Several caches of mummies have been found in extraordinarily inaccessible spots, high up in the cliffs and in underground vaults.

P is for Puzzle

Take a tiny plane from Lima, Ica, and Nazca to see the ancient geoglyphs in the Nazca Desert Plains. You may also elect to take the 90-minute flight from Pisco Airport to save 4 hours of travel time.

Called the Nazca Line, they range from wildlife to geometric designs. To this day no-one knows conclusively how the Nazca Lines were created.

A popular theory is that the lines were created by the Nazca people who predated the Incas by as much as 2,000 years. The extreme environment minimized erosion through the years to keep the lines intact.

Of course, Karl Sagan reckoned they were written by spacemen. See it for yourself and let us know which theory works better for you.

R is for Rainbows

The diverse beauty of the Andes is never more apparent than when you look at the Rainbow Mountains, located just outside of Cusco.

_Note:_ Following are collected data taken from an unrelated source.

//! `SQLite`-backed account ledger.
//!
//! Every balance mutation is a single conditional statement. A debit is
//! `UPDATE ... SET balance = balance - ?amount WHERE id = ? AND balance >=
//! ?amount`, judged by the affected-row count, so two callers racing on the
//! same account (the bot loop and the API daemon, possibly in different
//! processes) can never both spend the same credits. Balances are never read
//! into a variable and written back.

use std::time::Duration;

use chrono::{DateTime, Utc};
use rusqlite::{Connection, OptionalExtension, Row, params};
use thiserror::Error;
use tracing::{debug, info};

use super::account::{Account, AccountId, DEFAULT_LOCALE, DailyReward, DisplayHints};
use crate::amount::Credits;
use crate::db::{Database, DbError, ensure_columns, from_unix};

/// Schema SQL embedded at compile time.
const SCHEMA_SQL: &str = include_str!("schema.sql");

/// Columns added after the first schema, with the defaults existing rows get.
const ADDED_COLUMNS: &[(&str, &str)] = &[
    ("locale", "TEXT NOT NULL DEFAULT 'fa'"),
    ("last_daily_reward_at", "INTEGER NOT NULL DEFAULT 0"),
    ("selected_voice", "TEXT"),
];

const ACCOUNT_COLUMNS: &str = "id, username, display_name, joined_at, balance, referral_code, \
                               referred_by, banned, last_seen, locale, last_daily_reward_at, \
                               selected_voice";

/// Errors that can occur during ledger operations.
#[derive(Debug, Error)]
#[non_exhaustive]
pub enum LedgerError {
    /// Storage failure, including abandoned writes under contention.
    #[error(transparent)]
    Storage(#[from] DbError),

    /// No account exists with the given id.
    #[error("account not found: {id}")]
    AccountNotFound {
        /// The id that was not found.
        id: AccountId,
    },

    /// The balance does not cover the requested debit.
    #[error("insufficient balance: required {required}, available {available}")]
    InsufficientBalance {
        /// Amount the operation needed.
        required: Credits,
        /// Balance at the time of the rejected debit.
        available: Credits,
    },

    /// The account is banned and may not spend credits.
    #[error("account {id} is banned")]
    Banned {
        /// The banned account.
        id: AccountId,
    },

    /// The credit would push the balance past the representable maximum.
    #[error("balance overflow crediting {amount} to account {id}")]
    Overflow {
        /// The account being credited.
        id: AccountId,
        /// The rejected amount.
        amount: Credits,
    },

    /// A credit was requested with a negative amount.
    #[error("credit amount must not be negative: {amount}")]
    NegativeAmount {
        /// The rejected amount.
        amount: Credits,
    },
}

S is for the Sacred Valley

The Sacred Valley stretching along the Urubamba River from Pisac to Ollantaytambo. Here you can river raft, go horseback riding, mountain biking and hiking. Time your visit for a Tuesday, Thursday or Sunday, to enjoy the Chinchero market (which isn’t as touristy as the more famous Pisac market), and the adjacent textile cooperative for a spot of shopping.

W is for Wildlife

The Galápagos of Peru, the Islas Ballestas are home to many rare birds, including pelicans, penguins, cormorants, Peruvian boobies, and Inca terns. It’s also common to spot sea lions, turtles, dolphins, and whales in the park. It is even possible to swim with the sea lions.

T is for Trekking

The Inca Trail is famous for very good reasons. A four-day walk along stone Inca stairways and past deserted villages and fields terraced onto sheer Andean slopes.

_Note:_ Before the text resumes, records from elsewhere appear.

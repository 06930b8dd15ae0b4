//! Joining request paths onto a configured base URL

use url::Url;

use crate::error::{HttpError, HttpResult};

/// Resolve `path` against an optional base URL.
///
/// The join is plain concatenation, so exactly one side must carry the `/`
/// separator: a base ending in `/` takes a relative path (`users/1`), a base
/// without one takes an absolute path (`/users/1`). An empty path resolves
/// to the base URL itself.
pub fn resolve_url(base_url: Option<&str>, path: &str) -> HttpResult<String> {
    let Some(base) = base_url else {
        return Ok(path.to_string());
    };

    if path.is_empty() {
        return Ok(base.to_string());
    }

    let base_has_slash = base.ends_with('/');
    let path_has_slash = path.starts_with('/');
    if base_has_slash == path_has_slash {
        return Err(HttpError::UrlMismatch {
            base_url: base.to_string(),
            path: path.to_string(),
        });
    }

    Ok(format!("{}{}", base, path))
}

/// Whether two URLs share scheme, host and port
pub(crate) fn same_origin(a: &Url, b: &Url) -> bool {
    a.origin() == b.origin()
}

#[cfg(test)]
mod tests {
    use super::*;

    #[test]
    fn test_no_base_url_passes_through() {
        assert_eq!(
            resolve_url(None, "https://api.example.com/users").unwrap(),
            "https://api.example.com/users"
        );
    }

    #[test]
    fn test_consistent_slashes_concatenate() {
        assert_eq!(
            resolve_url(Some("https://api.example.com"), "/users/1").unwrap(),
            "https://api.example.com/users/1"
        );
        assert_eq!(
            resolve_url(Some("https://api.example.com/v1/"), "users/1").unwrap(),
            "https://api.example.com/v1/users/1"
        );
        assert_eq!(
            resolve_url(Some("http://127.0.0.1:8080"), "/").unwrap(),
            "http://127.0.0.1:8080/"
        );
    }

    #[test]
    fn test_double_slash_is_rejected() {
        let err = resolve_url(Some("https://api.example.com/"), "/users").unwrap_err();
        assert!(matches!(err, HttpError::UrlMismatch { .. }));
    }

    #[test]
    fn test_missing_slash_is_rejected() {
        let err = resolve_url(Some("https://api.example.com"), "users").unwrap_err();
        match err {
            HttpError::UrlMismatch { base_url, path } => {
                assert_eq!(base_url, "https://api.example.com");
                assert_eq!(path, "users");
            }
            other => panic!("unexpected error: {other:?}"),
        }
    }

    #[test]
    fn test_empty_path_resolves_to_base() {
        assert_eq!(
            resolve_url(Some("https://api.example.com/"), "").unwrap(),
            "https://api.example.com/"
        );
    }

    #[test]
    fn test_same_origin() {
        let base = Url::parse("http://localhost:3000/api/").unwrap();
        assert!(same_origin(&base, &Url::parse("http://localhost:3000/other").unwrap()));
        assert!(!same_origin(&base, &Url::parse("http://localhost:3001/api/").unwrap()));
        assert!(!same_origin(&base, &Url::parse("https://localhost:3000/api/").unwrap()));
    }
}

There is also the popular Choquequirao Trail alternative or the ‘people’s trail’ of the Lares Trek.

The Salkantay Trek is higher and longer with flabbergasting scenery across 15 eco-systems. You can even do it on horseback.

An overnight trekking or sightseeing tour from Arequipa (the second largest and arguably the friendliest city in Peru) will deliver you through volcano country, over heights of 16076 foot (4,900 meters) to the spectacular scenery of the lush Colca Valley. And this Canyon which is twice as deep as the Grand Canyon is worth the walk. Look out for the rare Andean Condor with their eye-catching 10.5 foot (3.2 meter) wingspan.

Stay in one of the mountain villages. In the town of Chivay, you can enjoy natural hot springs and dramatic views. The Canyon is best to visit between March and June.

And then there is the one that only the serious adventure junkies do. In Huarez, 261 miles (420 km) north of Lima, you will find the gateway to the highest range of the Peruvian Andes. Cordillera Blanca is famous for snowcapped peaks and glaciers including Huascarán, the highest mountain in Peru at 22,205 ft (6,768 meters) and the third highest in the Western Hemisphere. A classic trek from Llanganuco to Santa Cruz runs along a tumbling river angling upward into uninterrupted views of the pyramid of Taulliraju. The Cordillera Huayhuash present ardent trekkers with some of the most challenging and remote mountaineering experiences in the world.

Z is for Zip line

It isn’t the longest zip line in the world any more… but it is the only one that runs over the Sacred Valley.